__Exercise__.
Whenever a line in the entries below contains "description", copy that line.

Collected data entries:
/---

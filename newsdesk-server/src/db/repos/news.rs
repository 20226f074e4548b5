//! Postgres news repository
//!
//! - create/update: CTE + ratings subquery, one round trip
//! - rate: row lock + ON CONFLICT insert + aggregate refresh in one transaction
//! - list: ratings folded into a JSON column (no N+1)

use async_trait::async_trait;
use chrono::{DateTime, Utc};
use sqlx::types::Json;
use sqlx::{FromRow, PgPool};
use uuid::Uuid;

use crate::db::{DbError, NewsStore, SimilarUser};
use crate::models::{
    NewNews, News, NewsId, NewsPatch, Rating, RatingSummary, RatingValue, UserId,
};

/// Article row with its ratings aggregated as JSON
#[derive(Debug, FromRow)]
struct NewsRow {
    id: Uuid,
    title: String,
    description: String,
    category: String,
    source: Option<String>,
    num_reviews: i64,
    average_rating: f64,
    created_at: DateTime<Utc>,
    updated_at: DateTime<Utc>,
    ratings: Json<Vec<Rating>>,
}

impl From<NewsRow> for News {
    fn from(r: NewsRow) -> Self {
        Self {
            id: NewsId(r.id),
            title: r.title,
            description: r.description,
            category: r.category,
            source: r.source,
            ratings: r.ratings.0,
            num_reviews: r.num_reviews,
            average_rating: r.average_rating,
            created_at: r.created_at,
            updated_at: r.updated_at,
        }
    }
}

/// Build the article projection over `source`, which must be aliased `n`.
fn select_news(source: &str) -> String {
    format!(
        r#"
        SELECT
            n.id, n.title, n.description, n.category, n.source,
            n.num_reviews, n.average_rating, n.created_at, n.updated_at,
            COALESCE(
                (SELECT json_agg(
                            json_build_object(
                                'user', r.user_id,
                                'rating', r.rating,
                                'createdAt', r.created_at
                            )
                            ORDER BY r.created_at, r.user_id
                        )
                 FROM news_ratings r
                 WHERE r.news_id = n.id),
                '[]'::json
            ) AS ratings
        FROM {source}
        "#
    )
}

fn to_uuids<T, F: Fn(&T) -> Uuid>(items: &[T], f: F) -> Vec<Uuid> {
    items.iter().map(f).collect()
}

/// News repository backed by Postgres
#[derive(Clone)]
pub struct PgNewsStore {
    pool: PgPool,
}

impl PgNewsStore {
    pub fn new(pool: PgPool) -> Self {
        Self { pool }
    }

    pub fn pool(&self) -> &PgPool {
        &self.pool
    }
}

#[async_trait]
impl NewsStore for PgNewsStore {
    async fn list(&self, category: Option<&str>) -> Result<Vec<News>, DbError> {
        let sql = format!(
            "{} WHERE ($1::text IS NULL OR n.category = $1) ORDER BY n.created_at DESC, n.id",
            select_news("news n")
        );
        let rows: Vec<NewsRow> = sqlx::query_as(&sql)
            .bind(category)
            .fetch_all(&self.pool)
            .await?;

        Ok(rows.into_iter().map(News::from).collect())
    }

    async fn get(&self, id: NewsId) -> Result<News, DbError> {
        let sql = format!("{} WHERE n.id = $1", select_news("news n"));
        let row: NewsRow = sqlx::query_as(&sql)
            .bind(id.as_uuid())
            .fetch_optional(&self.pool)
            .await?
            .ok_or_else(|| DbError::news_not_found(id))?;

        Ok(row.into())
    }

    async fn create(&self, news: NewNews) -> Result<News, DbError> {
        let sql = format!(
            r#"
            WITH inserted AS (
                INSERT INTO news (id, title, description, category, source)
                VALUES ($1, $2, $3, $4, $5)
                RETURNING *
            )
            {}
            "#,
            select_news("inserted n")
        );

        let row: NewsRow = sqlx::query_as(&sql)
            .bind(NewsId::new_v4().as_uuid())
            .bind(&news.title)
            .bind(&news.description)
            .bind(&news.category)
            .bind(news.source.as_deref())
            .fetch_one(&self.pool)
            .await?;

        Ok(row.into())
    }

    async fn update(&self, id: NewsId, patch: NewsPatch) -> Result<News, DbError> {
        let sql = format!(
            r#"
            WITH updated AS (
                UPDATE news SET
                    title = COALESCE($2, title),
                    description = COALESCE($3, description),
                    category = COALESCE($4, category),
                    source = CASE WHEN $5 THEN $6 ELSE source END,
                    updated_at = NOW()
                WHERE id = $1
                RETURNING *
            )
            {}
            "#,
            select_news("updated n")
        );

        let (clear_or_set_source, source) = match patch.source {
            Some(source) => (true, source),
            None => (false, None),
        };

        let row: NewsRow = sqlx::query_as(&sql)
            .bind(id.as_uuid())
            .bind(patch.title)
            .bind(patch.description)
            .bind(patch.category)
            .bind(clear_or_set_source)
            .bind(source)
            .fetch_optional(&self.pool)
            .await?
            .ok_or_else(|| DbError::news_not_found(id))?;

        Ok(row.into())
    }

    async fn delete(&self, id: NewsId) -> Result<(), DbError> {
        // news_ratings rows go with it (ON DELETE CASCADE)
        let result = sqlx::query("DELETE FROM news WHERE id = $1")
            .bind(id.as_uuid())
            .execute(&self.pool)
            .await?;

        if result.rows_affected() == 0 {
            return Err(DbError::news_not_found(id));
        }
        Ok(())
    }

    async fn rate(
        &self,
        id: NewsId,
        user: UserId,
        rating: RatingValue,
    ) -> Result<RatingSummary, DbError> {
        let mut tx = self.pool.begin().await?;

        // Lock the article so concurrent ratings serialize on the aggregate
        let exists: Option<(Uuid,)> =
            sqlx::query_as("SELECT id FROM news WHERE id = $1 FOR UPDATE")
                .bind(id.as_uuid())
                .fetch_optional(&mut *tx)
                .await?;

        if exists.is_none() {
            return Err(DbError::news_not_found(id));
        }

        let inserted = sqlx::query(
            r#"
            INSERT INTO news_ratings (news_id, user_id, rating)
            VALUES ($1, $2, $3)
            ON CONFLICT (news_id, user_id) DO NOTHING
            "#,
        )
        .bind(id.as_uuid())
        .bind(user.as_uuid())
        .bind(rating.get() as i16)
        .execute(&mut *tx)
        .await?;

        if inserted.rows_affected() == 0 {
            return Err(DbError::AlreadyRated { news: id, user });
        }

        let (num_reviews, average_rating): (i64, f64) = sqlx::query_as(
            r#"
            UPDATE news SET
                num_reviews = agg.num_reviews,
                average_rating = agg.average_rating,
                updated_at = NOW()
            FROM (
                SELECT COUNT(*) AS num_reviews,
                       COALESCE(AVG(rating), 0)::float8 AS average_rating
                FROM news_ratings
                WHERE news_id = $1
            ) agg
            WHERE news.id = $1
            RETURNING news.num_reviews, news.average_rating
            "#,
        )
        .bind(id.as_uuid())
        .fetch_one(&mut *tx)
        .await?;

        tx.commit().await?;

        Ok(RatingSummary {
            num_reviews,
            average_rating,
        })
    }

    async fn rated_by(&self, user: UserId, min_rating: u8) -> Result<Vec<NewsId>, DbError> {
        let rows: Vec<(Uuid,)> = sqlx::query_as(
            r#"
            SELECT news_id FROM news_ratings
            WHERE user_id = $1 AND rating >= $2
            ORDER BY created_at, news_id
            "#,
        )
        .bind(user.as_uuid())
        .bind(min_rating as i16)
        .fetch_all(&self.pool)
        .await?;

        Ok(rows.into_iter().map(|(id,)| NewsId(id)).collect())
    }

    async fn similar_users(
        &self,
        articles: &[NewsId],
        exclude: UserId,
        min_rating: u8,
        limit: usize,
    ) -> Result<Vec<SimilarUser>, DbError> {
        let rows: Vec<(Uuid, i64)> = sqlx::query_as(
            r#"
            SELECT user_id, COUNT(*) AS shared_likes
            FROM news_ratings
            WHERE news_id = ANY($1) AND rating >= $2 AND user_id <> $3
            GROUP BY user_id
            ORDER BY shared_likes DESC, user_id
            LIMIT $4
            "#,
        )
        .bind(to_uuids(articles, NewsId::as_uuid))
        .bind(min_rating as i16)
        .bind(exclude.as_uuid())
        .bind(limit as i64)
        .fetch_all(&self.pool)
        .await?;

        Ok(rows
            .into_iter()
            .map(|(user, shared_likes)| SimilarUser {
                user: UserId(user),
                shared_likes,
            })
            .collect())
    }

    async fn liked_by(
        &self,
        users: &[UserId],
        exclude: UserId,
        min_rating: u8,
        limit: usize,
    ) -> Result<Vec<News>, DbError> {
        let sql = format!(
            r#"
            {}
            WHERE EXISTS (
                SELECT 1 FROM news_ratings liked
                WHERE liked.news_id = n.id
                  AND liked.user_id = ANY($1)
                  AND liked.rating >= $2
            )
            AND NOT EXISTS (
                SELECT 1 FROM news_ratings seen
                WHERE seen.news_id = n.id AND seen.user_id = $3
            )
            ORDER BY n.average_rating DESC, n.created_at DESC
            LIMIT $4
            "#,
            select_news("news n")
        );

        let rows: Vec<NewsRow> = sqlx::query_as(&sql)
            .bind(to_uuids(users, UserId::as_uuid))
            .bind(min_rating as i16)
            .bind(exclude.as_uuid())
            .bind(limit as i64)
            .fetch_all(&self.pool)
            .await?;

        Ok(rows.into_iter().map(News::from).collect())
    }

    async fn top_rated(&self, limit: usize) -> Result<Vec<News>, DbError> {
        let sql = format!(
            "{} ORDER BY n.average_rating DESC, n.created_at DESC LIMIT $1",
            select_news("news n")
        );
        let rows: Vec<NewsRow> = sqlx::query_as(&sql)
            .bind(limit as i64)
            .fetch_all(&self.pool)
            .await?;

        Ok(rows.into_iter().map(News::from).collect())
    }
}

\---

__Your response__.
    description: String,
            description: r.description,
            n.id, n.title, n.description, n.category, n.source,
                INSERT INTO news (id, title, description, category, source)
            .bind(&news.description)
                    description = COALESCE($3, description),
            .bind(patch.description)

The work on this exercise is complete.